Spatiotemporal Changes of Urban Land Surface Albedo Impact on Thermal Environment in Bucharest Metropolitan City

This study aims to identify the impact of increasing urbanization in the Bucharest metropolitan area in Romania on the regional climate by analyzing spatiotemporal changes in MODIS Terra/Aqua geospatial and in-situ time series of land surface albedo and climate parameters during the 2002- 2022 period. Additionally, this paper quantifies the effect of urban spatiotemporal land surface albedo changes in urban thermal environment. Our analysis combined multiple long-term satellite products (e.g., land surface temperature-LST, normalized vegetation index/Enhanced Vegetation Index –NDVI/EVI, land surface albedo -LSA, leaf area index-LAI, evapotranspiration-ET) with high-resolution land cover datasets in a complex statistical and spatial regression analysis.

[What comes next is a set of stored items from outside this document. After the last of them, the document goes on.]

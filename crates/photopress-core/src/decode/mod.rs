//! Image decoding pipeline for Photopress.
//!
//! This module provides functionality for:
//! - Parsing data URIs and bare base64 payloads
//! - Decoding JPEG, PNG, GIF, WebP and BMP images with EXIF orientation
//! - Width-bound downscaling that never upscales
//!
//! # Examples
//!
//! ```ignore
//! use photopress_core::decode::{decode_image, parse_data_uri, resize_to_width, FilterType};
//!
//! let uri = parse_data_uri(captured_photo)?;
//! let image = decode_image(&uri.bytes)?;
//! let bounded = resize_to_width(&image, 800, FilterType::Bilinear)?;
//! ```

mod data_uri;
mod raster;
mod resize;
mod types;

pub use data_uri::{parse_data_uri, DataUri};
pub use raster::{decode_image, decode_image_no_orientation, get_orientation};
#[cfg(test)]
pub(crate) use raster::with_exif_orientation;
pub use resize::{calculate_width_bound_dimensions, resize, resize_to_width};
pub use types::{DecodeError, DecodedImage, FilterType, ImageFormat, Orientation};
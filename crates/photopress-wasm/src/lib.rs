//! Photopress WASM - WebAssembly bindings for Photopress
//!
//! Exposes photo compression to browser code so captured photos can be
//! shrunk before they are uploaded.
//!
//! # Module Structure
//!
//! - `compress` - `compress`, `compress_with` and `estimate_size` bindings
//! - `types` - JavaScript-shaped option and result objects
//!
//! # Usage
//!
//! ```typescript
//! import init, { compress } from '@photopress/wasm';
//!
//! await init();
//!
//! try {
//!   const { dataUri } = compress(photoDataUri, { maxWidth: 800, quality: 0.6 });
//!   await upload(dataUri);
//! } catch (err) {
//!   await upload(photoDataUri);
//! }
//! ```

use wasm_bindgen::prelude::*;

mod compress;
mod types;

pub use compress::{compress, compress_with, estimate_size};

/// Initialize the WASM module (called automatically on load)
#[wasm_bindgen(start)]
pub fn init() {}

/// Get the version of the WASM module
#[wasm_bindgen]
pub fn version() -> String {
    env!("CARGO_PKG_VERSION").to_string()
}
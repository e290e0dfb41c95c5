//! Data URI parsing.
//!
//! Accepts `data:<mime>[;param...];base64,<payload>` as produced by
//! `canvas.toDataURL()` and `FileReader.readAsDataURL()`, plus a bare
//! base64 payload with no header.

use base64::alphabet;
use base64::engine::{DecodePaddingMode, GeneralPurpose, GeneralPurposeConfig};
use base64::Engine;

use super::{DecodeError, ImageFormat};

/// Padding-tolerant standard alphabet; some encoders strip the trailing `=`.
const PAYLOAD_ENGINE: GeneralPurpose = GeneralPurpose::new(
    &alphabet::STANDARD,
    GeneralPurposeConfig::new().with_decode_padding_mode(DecodePaddingMode::Indifferent),
);

/// A parsed data URI.
#[derive(Debug, Clone, PartialEq, Eq)]
pub struct DataUri {
    /// MIME type from the header, lowercased. `None` for bare payloads or
    /// headers that omit it.
    pub mime: Option<String>,
    /// Decoded payload bytes.
    pub bytes: Vec<u8>,
}

impl DataUri {
    /// The format declared by the header, falling back to sniffing the payload.
    pub fn format(&self) -> Option<ImageFormat> {
        self.mime
            .as_deref()
            .and_then(ImageFormat::from_mime_type)
            .or_else(|| ImageFormat::sniff(&self.bytes))
    }
}

/// Parse a data URI (or bare base64 string) into its MIME type and bytes.
///
/// # Errors
///
/// * `DecodeError::Empty` if the input or its payload is empty
/// * `DecodeError::InvalidDataUri` if the header has no comma or is not base64
/// * `DecodeError::InvalidBase64` if the payload is not valid base64
pub fn parse_data_uri(input: &str) -> Result<DataUri, DecodeError> {
    let input = input.trim();
    if input.is_empty() {
        return Err(DecodeError::Empty);
    }

    let (mime, payload) = match strip_scheme(input) {
        Some(rest) => {
            let (header, payload) = rest
                .split_once(',')
                .ok_or_else(|| DecodeError::InvalidDataUri("missing ',' separator".into()))?;
            (parse_header(header)?, payload)
        }
        None => (None, input),
    };

    let cleaned: String = payload
        .chars()
        .filter(|c| !c.is_ascii_whitespace())
        .collect();
    if cleaned.is_empty() {
        return Err(DecodeError::Empty);
    }

    let bytes = PAYLOAD_ENGINE
        .decode(cleaned.as_bytes())
        .map_err(|e| DecodeError::InvalidBase64(e.to_string()))?;

    Ok(DataUri { mime, bytes })
}

fn strip_scheme(input: &str) -> Option<&str> {
    let prefix = input.get(..5)?;
    if prefix.eq_ignore_ascii_case("data:") {
        Some(&input[5..])
    } else {
        None
    }
}

/// Parse `<mime>[;param...];base64`. Only base64 payloads carry image data
/// in practice, so percent-encoded data URIs are rejected.
fn parse_header(header: &str) -> Result<Option<String>, DecodeError> {
    let mut parts = header.split(';');
    let mime = parts
        .next()
        .map(str::trim)
        .filter(|m| !m.is_empty())
        .map(str::to_ascii_lowercase);

    let is_base64 = parts.any(|p| p.trim().eq_ignore_ascii_case("base64"));
    if !is_base64 {
        return Err(DecodeError::InvalidDataUri(
            "only base64-encoded payloads are supported".into(),
        ));
    }

    Ok(mime)
}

During summer hot periods, the findings of this study reveal a strong inverse correlation between LSA and LST (r= -0.80; p<0.01) in all city sectors associated with a high negative impact on the urban thermal environment. As a measure of urban surface thermal properties, broadband albedo depends also on the atmospheric conditions. As a key parameter in urban climate research, LST interannual variations in relationship with air temperature –AT is very important in urban climate studies. The rank correlation analyses revealed that, at the pixel-scale, during the summer season (June-August) air temperature at 2m height AT and LST presents a strong positive correlation (r= 0.87%, p<0.01). During summer periods (June – August), LST-NDVI shows an inverse correlation (for central city areal r= -0.24, p< 0.05; and for metropolis areal r= -0.69, p<0.01). However, urban/periurban vegetation land covers may have major feedback to the anticipated urban climate change modeling scenarios through albedo changes due to the fact that the urban physical climate system is extremely sensitive to land surface albedo.